- Collected data entries:
══════════

//! Message parser - Prefix detection and command-line tokenizing

use once_cell::sync::Lazy;
use regex_lite::Regex;
use std::collections::HashMap;

use crate::domain::entities::{Arg, Flag, FlagType, Value};

static LONG_FLAG: Lazy<Regex> = Lazy::new(|| Regex::new(r"^--(\w+)$").expect("long flag pattern"));
static SHORT_FLAG: Lazy<Regex> = Lazy::new(|| Regex::new(r"^-(\w)$").expect("short flag pattern"));

/// Detects which of a channel's prefixes a message starts with
pub struct MessageParser {
    prefixes: Vec<String>,
}

impl MessageParser {
    pub fn new(prefixes: Vec<String>) -> Self {
        Self { prefixes }
    }

    /// Text following the first matching prefix, if any
    pub fn strip_prefix<'a>(&self, content: &'a str) -> Option<(&str, &'a str)> {
        self.prefixes
            .iter()
            .filter(|p| !p.is_empty())
            .find_map(|p| content.strip_prefix(p.as_str()).map(|rest| (p.as_str(), rest)))
    }

    /// Split `<name> <rest>`; the name is the first whitespace-delimited run
    pub fn split_name(text: &str) -> Option<(&str, &str)> {
        let text = text.trim_start();
        if text.is_empty() {
            return None;
        }
        match text.find(char::is_whitespace) {
            Some(idx) => Some((&text[..idx], &text[idx..])),
            None => Some((text, "")),
        }
    }
}

/// Values produced by the [`Tokenizer`]; absent keys were never set
#[derive(Debug, Clone, Default, PartialEq)]
pub struct ParsedInput {
    pub args: HashMap<String, Value>,
    pub flags: HashMap<String, Value>,
}

impl ParsedInput {
    pub fn arg(&self, name: &str) -> Option<&str> {
        self.args.get(name).and_then(Value::as_str)
    }

    pub fn flag(&self, name: &str) -> Option<&Value> {
        self.flags.get(name)
    }

    pub fn flag_set(&self, name: &str) -> bool {
        self.flags.get(name).and_then(Value::as_bool).unwrap_or(false)
    }
}

struct Token {
    /// Bytes consumed from the trimmed remainder
    len: usize,
    value: String,
    /// Quoted or braced tokens are never classified as flags
    literal: bool,
}

/// Splits raw command text into args and flags according to a command's schema
pub struct Tokenizer<'a> {
    args: &'a [Arg],
    flags: &'a [Flag],
}

impl<'a> Tokenizer<'a> {
    pub fn new(args: &'a [Arg], flags: &'a [Flag]) -> Self {
        Self { args, flags }
    }

    pub fn tokenize(&self, input: &str) -> ParsedInput {
        let mut parsed = self.defaults();
        let mut remaining = input;
        let mut next_arg = 0usize;
        let mut pending: Option<&Flag> = None;

        loop {
            remaining = remaining.trim_start();
            let Some(token) = next_token(remaining) else {
                break;
            };
            let flag_token = if token.literal { None } else { flag_name(&token.value) };

            match (pending, flag_token) {
                (Some(flag), None) => {
                    if let Some(value) = coerce(flag.kind, &token.value) {
                        parsed.flags.insert(flag.name.clone(), value);
                    } else {
                        tracing::debug!("Ignoring unparsable value '{}' for --{}", token.value, flag.name);
                    }
                    pending = None;
                }
                (_, Some(name)) => {
                    pending = None;
                    let Some(flag) = self.lookup_flag(&name) else {
                        tracing::debug!("Unknown flag in '{}', discarding the rest of the input", token.value);
                        break;
                    };
                    if flag.kind == FlagType::Boolean {
                        parsed.flags.insert(flag.name.clone(), Value::Bool(true));
                    } else {
                        pending = Some(flag);
                    }
                }
                (None, None) => {
                    if let Some(arg) = self.args.get(next_arg) {
                        next_arg += 1;
                        if arg.greedy && next_arg == self.args.len() {
                            let rest = greedy_value(remaining.trim_end());
                            parsed.args.insert(arg.name.clone(), Value::Str(rest));
                            break;
                        }
                        parsed.args.insert(arg.name.clone(), Value::Str(token.value));
                    }
                }
            }

            remaining = &remaining[token.len..];
        }

        parsed
    }

    fn defaults(&self) -> ParsedInput {
        let mut parsed = ParsedInput::default();
        for arg in self.args {
            if let Some(default) = &arg.default {
                parsed.args.insert(arg.name.clone(), default.clone());
            }
        }
        for flag in self.flags {
            match (&flag.default, flag.kind) {
                (Some(default), _) => {
                    parsed.flags.insert(flag.name.clone(), default.clone());
                }
                (None, FlagType::Boolean) => {
                    parsed.flags.insert(flag.name.clone(), Value::Bool(false));
                }
                (None, _) => {}
            }
        }
        parsed
    }

    fn lookup_flag(&self, name: &FlagName) -> Option<&'a Flag> {
        match name {
            FlagName::Long(long) => self.flags.iter().find(|f| f.matches(long)),
            FlagName::Short(alias) => self.flags.iter().find(|f| f.matches_alias(*alias)),
        }
    }
}

enum FlagName {
    Long(String),
    Short(char),
}

fn flag_name(token: &str) -> Option<FlagName> {
    if let Some(caps) = LONG_FLAG.captures(token) {
        return Some(FlagName::Long(caps[1].to_string()));
    }
    SHORT_FLAG
        .captures(token)
        .and_then(|caps| caps[1].chars().next())
        .map(FlagName::Short)
}

fn next_token(input: &str) -> Option<Token> {
    let first = input.chars().next()?;

    if first == '{' {
        if let Some(end) = balanced_brace_end(input) {
            return Some(Token { len: end, value: input[..end].to_string(), literal: true });
        }
    }

    if first == '\'' || first == '"' {
        if let Some(end) = closing_quote(input, first) {
            let inner = &input[1..end];
            return Some(Token { len: end + 1, value: unescape(inner), literal: true });
        }
    }

    let end = input.find(char::is_whitespace).unwrap_or(input.len());
    let raw = &input[..end];
    Some(Token { len: end, value: unquote(raw), literal: is_wrapped(raw) })
}

/// Byte index just past the `}` matching the leading `{`
fn balanced_brace_end(input: &str) -> Option<usize> {
    let mut depth = 0usize;
    for (idx, c) in input.char_indices() {
        match c {
            '{' => depth += 1,
            '}' => {
                depth = depth.saturating_sub(1);
                if depth == 0 {
                    return Some(idx + 1);
                }
            }
            _ => {}
        }
    }
    None
}

/// Byte index of the next unescaped `quote` after the opening one
fn closing_quote(input: &str, quote: char) -> Option<usize> {
    let mut escaped = false;
    for (idx, c) in input.char_indices().skip(1) {
        if escaped {
            escaped = false;
        } else if c == '\\' {
            escaped = true;
        } else if c == quote {
            return Some(idx);
        }
    }
    None
}

fn is_wrapped(raw: &str) -> bool {
    raw.len() >= 2
        && ((raw.starts_with('\'') && raw.ends_with('\'')) || (raw.starts_with('"') && raw.ends_with('"')))
}

fn unescape(s: &str) -> String {
    s.replace("\\'", "'").replace("\\\"", "\"")
}

/// Strips and unescapes a value wrapped in matching quotes; anything else is returned as is
fn unquote(raw: &str) -> String {
    if is_wrapped(raw) {
        unescape(&raw[1..raw.len() - 1])
    } else {
        raw.to_string()
    }
}

/// The whole remainder, unescaped. Outer quotes are stripped only when they
/// enclose all of it.
fn greedy_value(rest: &str) -> String {
    match rest.chars().next() {
        Some(quote @ ('\'' | '"')) if closing_quote(rest, quote) == Some(rest.len() - 1) => {
            unescape(&rest[1..rest.len() - 1])
        }
        _ => unescape(rest),
    }
}

fn coerce(kind: FlagType, raw: &str) -> Option<Value> {
    match kind {
        FlagType::Int => raw.parse::<i64>().ok().map(Value::Int),
        FlagType::Float => raw.parse::<f64>().ok().map(Value::Float),
        FlagType::String => Some(Value::Str(raw.to_string())),
        FlagType::Boolean => Some(Value::Bool(true)),
    }
}

#[cfg(test)]
mod tests {
    use super::*;

    fn args(names: &[&str]) -> Vec<Arg> {
        names.iter().map(|n| Arg::new(*n)).collect()
    }

    fn s(v: &str) -> Value {
        Value::Str(v.to_string())
    }

    #[test]
    fn test_positional_args() {
        let schema = args(&["plugin", "action", "input1", "input2"]);
        let parsed = Tokenizer::new(&schema, &[]).tokenize("core grantUser <@123456789012345678> admin");
        assert_eq!(parsed.arg("plugin"), Some("core"));
        assert_eq!(parsed.arg("action"), Some("grantUser"));
        assert_eq!(parsed.arg("input1"), Some("<@123456789012345678>"));
        assert_eq!(parsed.arg("input2"), Some("admin"));
    }

    #[test]
    fn test_quoted_values() {
        let schema = args(&["a"]);
        let single = Tokenizer::new(&schema, &[]).tokenize("'a b c'");
        let double = Tokenizer::new(&schema, &[]).tokenize("\"a b c\"");
        assert_eq!(single.arg("a"), Some("a b c"));
        assert_eq!(double.arg("a"), Some("a b c"));
    }

    #[test]
    fn test_escaped_quotes() {
        let schema = args(&["a", "b"]);
        let parsed = Tokenizer::new(&schema, &[]).tokenize(r#"'it\'s here' "say \"hi\"""#);
        assert_eq!(parsed.arg("a"), Some("it's here"));
        assert_eq!(parsed.arg("b"), Some("say \"hi\""));
    }

    #[test]
    fn test_internal_quote_left_alone() {
        let schema = args(&["a"]);
        let parsed = Tokenizer::new(&schema, &[]).tokenize("don't");
        assert_eq!(parsed.arg("a"), Some("don't"));
    }

    #[test]
    fn test_braced_value_is_balanced() {
        let schema = args(&["json", "after"]);
        let parsed = Tokenizer::new(&schema, &[]).tokenize(r#"{"a": {"b": 1}} tail"#);
        assert_eq!(parsed.arg("json"), Some(r#"{"a": {"b": 1}}"#));
        assert_eq!(parsed.arg("after"), Some("tail"));
    }

    #[test]
    fn test_greedy_last_arg() {
        let schema = vec![Arg::new("a"), Arg::new("b").greedy()];
        let parsed = Tokenizer::new(&schema, &[]).tokenize("x y z");
        assert_eq!(parsed.arg("a"), Some("x"));
        assert_eq!(parsed.arg("b"), Some("y z"));
    }

    #[test]
    fn test_greedy_remainder_is_unescaped() {
        let schema = vec![Arg::new("a"), Arg::new("b").greedy()];
        let tokenizer = Tokenizer::new(&schema, &[]);
        assert_eq!(tokenizer.tokenize(r"x it\'s fine").arg("b"), Some("it's fine"));
        assert_eq!(tokenizer.tokenize(r#"x say \"hi\" twice"#).arg("b"), Some("say \"hi\" twice"));
    }

    #[test]
    fn test_greedy_keeps_separately_quoted_tokens() {
        let schema = vec![Arg::new("a"), Arg::new("b").greedy()];
        let tokenizer = Tokenizer::new(&schema, &[]);
        assert_eq!(tokenizer.tokenize("x 'a' 'b'").arg("b"), Some("'a' 'b'"));
        assert_eq!(tokenizer.tokenize("x 'a b' ").arg("b"), Some("a b"));
        assert_eq!(tokenizer.tokenize(r"x 'it\'s one'").arg("b"), Some("it's one"));
    }

    #[test]
    fn test_greedy_only_applies_to_last_arg() {
        let schema = vec![Arg::new("a").greedy(), Arg::new("b")];
        let parsed = Tokenizer::new(&schema, &[]).tokenize("x y z");
        assert_eq!(parsed.arg("a"), Some("x"));
        assert_eq!(parsed.arg("b"), Some("y"));
    }

    #[test]
    fn test_unknown_flag_truncates() {
        let schema = args(&["arg"]);
        let parsed = Tokenizer::new(&schema, &[]).tokenize("val1 --unknownFlag val2");
        assert_eq!(parsed.args.len(), 1);
        assert_eq!(parsed.arg("arg"), Some("val1"));
    }

    #[test]
    fn test_boolean_flags_default_false() {
        let flags = vec![Flag::boolean("list").with_alias('l'), Flag::boolean("all")];
        let parsed = Tokenizer::new(&[], &flags).tokenize("-l");
        assert_eq!(parsed.flag("list"), Some(&Value::Bool(true)));
        assert_eq!(parsed.flag("all"), Some(&Value::Bool(false)));
        assert!(parsed.flag_set("list"));
    }

    #[test]
    fn test_typed_flag_values() {
        let flags = vec![
            Flag::new("count", FlagType::Int).with_alias('c'),
            Flag::new("ratio", FlagType::Float),
            Flag::new("name", FlagType::String).with_default("anon"),
        ];
        let schema = args(&["target"]);
        let parsed = Tokenizer::new(&schema, &flags).tokenize("-c 3 --ratio 0.5 bob");
        assert_eq!(parsed.flag("count"), Some(&Value::Int(3)));
        assert_eq!(parsed.flag("ratio"), Some(&Value::Float(0.5)));
        assert_eq!(parsed.flag("name"), Some(&s("anon")));
        assert_eq!(parsed.arg("target"), Some("bob"));
    }

    #[test]
    fn test_pending_flag_followed_by_flag() {
        let flags = vec![Flag::new("name", FlagType::String), Flag::boolean("loud")];
        let parsed = Tokenizer::new(&[], &flags).tokenize("--name --loud");
        assert_eq!(parsed.flag("name"), None);
        assert!(parsed.flag_set("loud"));
    }

    #[test]
    fn test_quoted_flag_lookalike_is_a_value() {
        let schema = args(&["a"]);
        let parsed = Tokenizer::new(&schema, &[]).tokenize("'--help'");
        assert_eq!(parsed.arg("a"), Some("--help"));
    }

    #[test]
    fn test_arg_defaults_seeded() {
        let schema = vec![Arg::new("a"), Arg::new("b").with_default("fallback")];
        let parsed = Tokenizer::new(&schema, &[]).tokenize("only");
        assert_eq!(parsed.arg("a"), Some("only"));
        assert_eq!(parsed.arg("b"), Some("fallback"));
    }

    #[test]
    fn test_rejoined_tokens_reparse_identically() {
        let schema = args(&["a", "b", "c"]);
        let flags = vec![Flag::boolean("list"), Flag::new("count", FlagType::String)];
        let tokenizer = Tokenizer::new(&schema, &flags);
        let first = tokenizer.tokenize("  one   --count 4  two\tthree --list ");
        let rejoined = ["one", "--count", "4", "two", "three", "--list"].join(" ");
        assert_eq!(tokenizer.tokenize(&rejoined), first);
    }

    #[test]
    fn test_strip_prefix_and_split_name() {
        let parser = MessageParser::new(vec!["!".to_string(), "<@1> ".to_string()]);
        assert_eq!(parser.strip_prefix("!help --list"), Some(("!", "help --list")));
        assert_eq!(parser.strip_prefix("<@1> help"), Some(("<@1> ", "help")));
        assert_eq!(parser.strip_prefix("help"), None);
        assert_eq!(MessageParser::split_name("help --list"), Some(("help", " --list")));
        assert_eq!(MessageParser::split_name("   "), None);
    }
}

══════════

- Required work: The answer must be a single number: how many lines in the records above contain the word "admin".

- Your solution: 2